APIRequest(config).call(CommandsRisk(context).call({
    'event': '$login',
    'status': '$succeeded',
    'request_token': '<token>',
    'user': {'id': '1234'},
}))

Usage

See Castle documentation and the API reference for endpoint details, event types, and integration guides.

Advanced configuration

The defaults work for most deployments. The options below only matter if you have a non-trivial proxy chain or strict header policies.

Header allow/deny lists

By default the SDK sends every HTTP header except Cookie and Authorization. Castle uses these headers to fingerprint the request.

from castle.configuration import configuration, DEFAULT_ALLOWLIST

# Always-blocked headers (in addition to Cookie/Authorization).
configuration.denylisted = ['HTTP-X-Internal-Header']

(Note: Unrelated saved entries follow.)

// Copyright 2025-present Harīṣh Tummalachērla
// SPDX-License-Identifier: Apache-2.0

//! CLI definitions for the column-suggest command-line interface.
//!
//! Three subcommands: `search` ranks one query against a column, `repl` reads
//! queries from stdin and answers each through the cached searcher, and
//! `inspect` shows how a column normalizes. Settings come from an optional
//! JSON file, then individual flags override it.

pub mod corpus;
pub mod display;

use std::path::PathBuf;

use anyhow::Result;
use clap::{Args, Parser, Subcommand, ValueEnum};

use column_suggest::{Algorithm, Normalization, SearchConfig};

#[derive(Parser)]
#[command(
    name = "column-suggest",
    about = "Fuzzy autocomplete suggestions from a spreadsheet column",
    version
)]
pub struct Cli {
    /// Log more (-v info, -vv debug, -vvv trace). RUST_LOG takes precedence.
    #[arg(short, long, action = clap::ArgAction::Count, global = true)]
    pub verbose: u8,

    #[command(subcommand)]
    pub command: Commands,
}

#[derive(Subcommand)]
pub enum Commands {
    /// Rank suggestions for one query
    Search {
        #[command(flatten)]
        source: SourceArgs,

        /// The partial input to complete; multiple words are joined by spaces
        #[arg(required = true, num_args = 1..)]
        query: Vec<String>,

        #[command(flatten)]
        settings: SettingsArgs,

        /// Print results as JSON instead of highlighted text
        #[arg(long)]
        json: bool,
    },

    /// Answer queries read line by line from stdin
    Repl {
        #[command(flatten)]
        source: SourceArgs,

        #[command(flatten)]
        settings: SettingsArgs,
    },

    /// Show the records of a column and how they normalize
    Inspect {
        #[command(flatten)]
        source: SourceArgs,

        /// Normalization to preview
        #[arg(long, value_enum, default_value = "alphanumeric")]
        normalization: NormalizationArg,

        /// Maximum number of records to list
        #[arg(short = 'n', long, default_value = "20")]
        limit: usize,
    },
}

/// Where the suggestion column comes from.
#[derive(Args, Debug, Clone)]
pub struct SourceArgs {
    /// Corpus file: `.json` rows, `.tsv` rows, or one value per line
    pub corpus: PathBuf,

    /// Zero-based column holding the suggestions
    #[arg(long, default_value = "0")]
    pub column: usize,

    /// Treat the first row as a header
    #[arg(long)]
    pub skip_header: bool,
}

#[derive(Args, Debug, Clone, Default)]
pub struct SettingsArgs {
    /// JSON settings file (camelCase keys, same as the embedding widget)
    #[arg(long)]
    pub config: Option<PathBuf>,

    #[arg(long, value_enum)]
    pub algorithm: Option<AlgorithmArg>,

    /// Acceptance threshold in [0, 1]
    #[arg(long)]
    pub threshold: Option<f64>,

    #[arg(long)]
    pub distance: Option<usize>,

    /// Expected match position for the approximate algorithm
    #[arg(long)]
    pub location: Option<usize>,

    /// Maximum number of suggestions
    #[arg(short = 'n', long)]
    pub limit: Option<usize>,

    /// Queries shorter than this return nothing
    #[arg(long)]
    pub min_chars: Option<usize>,

    /// Score the query as a single pattern instead of per word
    #[arg(long)]
    pub no_tokenize: bool,

    /// Accept records matching any query word instead of all
    #[arg(long)]
    pub any_token: bool,

    #[arg(long, value_enum)]
    pub normalization: Option<NormalizationArg>,
}

#[derive(ValueEnum, Debug, Clone, Copy, PartialEq, Eq)]
pub enum AlgorithmArg {
    Approximate,
    Subsequence,
}

impl From<AlgorithmArg> for Algorithm {
    fn from(arg: AlgorithmArg) -> Self {
        match arg {
            AlgorithmArg::Approximate => Algorithm::Approximate,
            AlgorithmArg::Subsequence => Algorithm::Subsequence,
        }
    }
}

#[derive(ValueEnum, Debug, Clone, Copy, PartialEq, Eq)]
pub enum NormalizationArg {
    Lowercase,
    Alphanumeric,
}

impl From<NormalizationArg> for Normalization {
    fn from(arg: NormalizationArg) -> Self {
        match arg {
            NormalizationArg::Lowercase => Normalization::Lowercase,
            NormalizationArg::Alphanumeric => Normalization::Alphanumeric,
        }
    }
}

impl SettingsArgs {
    /// Resolve the final configuration: file (or preset), then flags.
    ///
    /// Without a file, `--algorithm subsequence` starts from the subsequence
    /// preset so its threshold and normalization defaults apply. Validation
    /// happens when the matcher is built.
    pub fn resolve(&self) -> Result<SearchConfig> {
        let mut config = match (&self.config, self.algorithm) {
            (Some(path), _) => SearchConfig::from_path(path)?,
            (None, Some(AlgorithmArg::Subsequence)) => SearchConfig::subsequence(),
            (None, _) => SearchConfig::default(),
        };

        if let Some(algorithm) = self.algorithm {
            config.algorithm = algorithm.into();
        }
        if let Some(threshold) = self.threshold {
            config.threshold = threshold;
        }
        if let Some(distance) = self.distance {
            config.distance = distance;
        }
        if let Some(location) = self.location {
            config.location = location;
        }
        if let Some(limit) = self.limit {
            config.max_results = limit;
        }
        if let Some(min_chars) = self.min_chars {
            config.min_char_required = min_chars;
        }
        if let Some(normalization) = self.normalization {
            config.normalization = normalization.into();
        }
        if self.no_tokenize {
            config.tokenize = false;
        }
        if self.any_token {
            config.match_all_tokens = false;
        }

        tracing::debug!(?config, "resolved search configuration");
        Ok(config)
    }
}
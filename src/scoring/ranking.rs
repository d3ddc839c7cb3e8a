// Copyright 2025-present Harīṣh Tummalachērla
// SPDX-License-Identifier: Apache-2.0

//! Result ranking: how accepted records get sorted.
//!
//! Sort order:
//! 1. **Score** - ascending for `Approximate`, descending for `Subsequence`
//! 2. **Corpus order** - the sort is stable, so equal scores keep the order
//!    the records had in the source column
//!
//! Truncation to `max_results` happens after sorting and is final; there is
//! no second page.

use crate::config::Algorithm;
use std::cmp::Ordering;

impl Algorithm {
    /// Order two scores best-first for this algorithm.
    ///
    /// Uses `total_cmp`, so the order is total even if a NaN sneaks in.
    #[inline]
    pub fn compare(self, a: f64, b: f64) -> Ordering {
        match self {
            Algorithm::Approximate => a.total_cmp(&b),
            Algorithm::Subsequence => b.total_cmp(&a),
        }
    }
}

/// Sort scored items best-first, then keep the first `limit`.
///
/// Items must arrive in corpus order; ties keep that order.
pub fn rank<T>(scored: &mut Vec<(T, f64)>, algorithm: Algorithm, limit: usize) {
    scored.sort_by(|(_, a), (_, b)| algorithm.compare(*a, *b));
    scored.truncate(limit);
}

# Strict allow-list mode. Headers outside the list are scrubbed,
# except User-Agent which is always preserved.
configuration.allowlisted = DEFAULT_ALLOWLIST

Header names are case-insensitive and accept both _ and - as separators. A leading HTTP_ prefix is stripped automatically.

Client IP detection

Castle needs the original client IP, not the IP of your proxy or load balancer. The SDK reads X-Forwarded-For and Remote-Addr by default; pick one of the strategies below:

from castle.configuration import configuration, TRUSTED_PROXIES

# 1. Custom header (e.g. Cloudflare's Cf-Connecting-Ip).
configuration.ip_headers = ['Cf-Connecting-Ip']

# 2. Static, known proxy IPs (strings or regexes).
configuration.trusted_proxies = ['10.0.0.1']

# 3. Ephemeral proxies but known chain depth.
configuration.trusted_proxy_depth = 2

# 4. Last resort: trust the entire X-Forwarded-For chain.
# Warning: vulnerable to header spoofing if a malicious proxy is in path.
configuration.trust_proxy_chain = False

Use either trusted_proxies or trusted_proxy_depth, not both. Private/loopback ranges in TRUSTED_PROXIES are always considered trusted.

Optional settings

from castle.configuration import configuration

# Override the API base URL (default: https://api.castle.io/v1)
# configuration.base_url = 'https://api.castle.io/v1'

Signature

Secure mode signs user identifiers on the server:

from castle.secure_mode import signature

signature(user_id)

Exceptions

All exceptions inherit from CastleError. The most useful ones:

  • ConfigurationError — the SDK is misconfigured (missing API secret, invalid URL, etc.)
  • RequestError — network failure or timeout reaching Castle
  • InvalidRequestTokenError — the request token is missing or invalid
  • InvalidParametersError — 422 response with validation details
  • RateLimitError — 429 response; back off and retry
  • UnauthorizedError — 401; bad API secret
  • InternalServerError — 5xx response from Castle
  • WebhookVerificationError — webhook signature did not match

The full list is in castle/errors.py.